Find Articles

Loading...
Light Dark

NCAA Backs Down on Airline Payment Threat, But Airlines Say They Never Owed the Money

The Nigeria Civil Aviation Authority has suspended a controversial enforcement directive that would have withheld regulatory services from 11 domestic airlines over alleged unpaid obligations, but the move has done little to resolve a deeper dispute over what the airlines actually owe and whether the authority has the right to collect the charges in the first place.

NCAA said the suspension was a deliberate decision taken to avoid destabilizing the aviation sector while structured conversations continued with individual carriers. It stressed that the suspension was not a waiver, cancellation, or forgiveness of any debt, and that airlines remained fully responsible for settling all outstanding statutory obligations.

But the Airline Operators of Nigeria pushed back forcefully, denying that member carriers owed the authority anything for regulatory services. The association said NCAA issued invoices for every service it provided, from crew license validation to aircraft inspections, and that all such invoices were settled in full before services were rendered. It described suggestions that airlines were indebted to NCAA for regulatory services as factually inaccurate.

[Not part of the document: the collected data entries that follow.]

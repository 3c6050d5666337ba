//! Адреса внешних сервисов загрузки и чата
//!
//! Значения фиксированы; фронтенд кладёт один экземпляр в контекст при старте.

pub const DEFAULT_BASE_URL: &str = "http://localhost:8000";
pub const DEFAULT_UPLOAD_PATH: &str = "/upload/pdf";
pub const DEFAULT_CHAT_PATH: &str = "/chat";
pub const DEFAULT_CHAT_QUERY_PARAM: &str = "message";
pub const DEFAULT_UPLOAD_FIELD: &str = "pdf";
pub const DEFAULT_ACCEPT_MIME: &str = "application/pdf";

#[derive(Debug, Clone, PartialEq, Eq)]
pub struct ChatEndpoints {
    pub base_url: String,
    pub upload_path: String,
    pub chat_path: String,
    /// Имя query-параметра с текстом сообщения
    pub chat_query_param: String,
    /// Имя поля multipart с файлом
    pub upload_field: String,
    /// Фильтр выбора файла (только на уровне UI)
    pub accept_mime: String,
}

impl Default for ChatEndpoints {
    fn default() -> Self {
        Self {
            base_url: DEFAULT_BASE_URL.to_string(),
            upload_path: DEFAULT_UPLOAD_PATH.to_string(),
            chat_path: DEFAULT_CHAT_PATH.to_string(),
            chat_query_param: DEFAULT_CHAT_QUERY_PARAM.to_string(),
            upload_field: DEFAULT_UPLOAD_FIELD.to_string(),
            accept_mime: DEFAULT_ACCEPT_MIME.to_string(),
        }
    }
}

impl ChatEndpoints {
    pub fn upload_url(&self) -> String {
        format!("{}{}", self.base_url.trim_end_matches('/'), self.upload_path)
    }

    /// URL запроса к чату, сообщение передаётся percent-encoded
    pub fn chat_url(&self, message: &str) -> String {
        format!(
            "{}{}?{}={}",
            self.base_url.trim_end_matches('/'),
            self.chat_path,
            self.chat_query_param,
            urlencoding::encode(message)
        )
    }
}
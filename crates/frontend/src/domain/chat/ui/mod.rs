//! Chat View UI Module (MVVM Standard)
//!
//! Structure:
//! - model.rs: API functions (chat query, PDF upload)
//! - view_model.rs: ChatViewVm with RwSignals
//! - view.rs: Main component ChatView
//! - message_row.rs: Transcript row and typing placeholder

mod message_row;
mod model;
mod view;
mod view_model;

pub use message_row::{MessageRow, TypingRow};
pub use view::ChatView;
pub use view_model::ChatViewVm;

What the airlines acknowledged were unpaid remittances of the five percent Ticket Sales Charge, a levy collected from passengers by airlines on behalf of the aviation ecosystem. The AON said that charge had become the subject of ongoing discussions given the financial pressure created by the Iran-US conflict, and that it had formally requested the federal government suspend all statutory charges temporarily to help airlines manage cash flow. President Tinubu had already approved a 30 percent concession on outstanding charges as an interim measure, and the airlines said they were still awaiting a meeting with the president to request further relief.

The association announced that from June 1, 2026, it would stop collecting the passenger service charge on NCAA’s behalf, instead calling on the federal government to amend the Civil Aviation Act so that NCAA could collect whatever fees and charges it was owed directly from passengers, without routing the collection through airlines.

The AON used the dispute to make a broader argument about the structural unsustainability of Nigeria’s aviation tax regime. It said domestic airlines made payments to NAMA, FAAN, NCAA, and multiple other statutory bodies, and that the cumulative burden of these charges, all applied to gross earnings rather than profit, was incompatible with an industry that globally operated on margins of between 1.5 and 2.5 percent. It said the industry was being crushed by fees introduced under entirely different economic conditions, some dating back to General Yakubu Gowon’s government in the 1970s, that had never been reviewed despite decades of sector deregulation and structural change.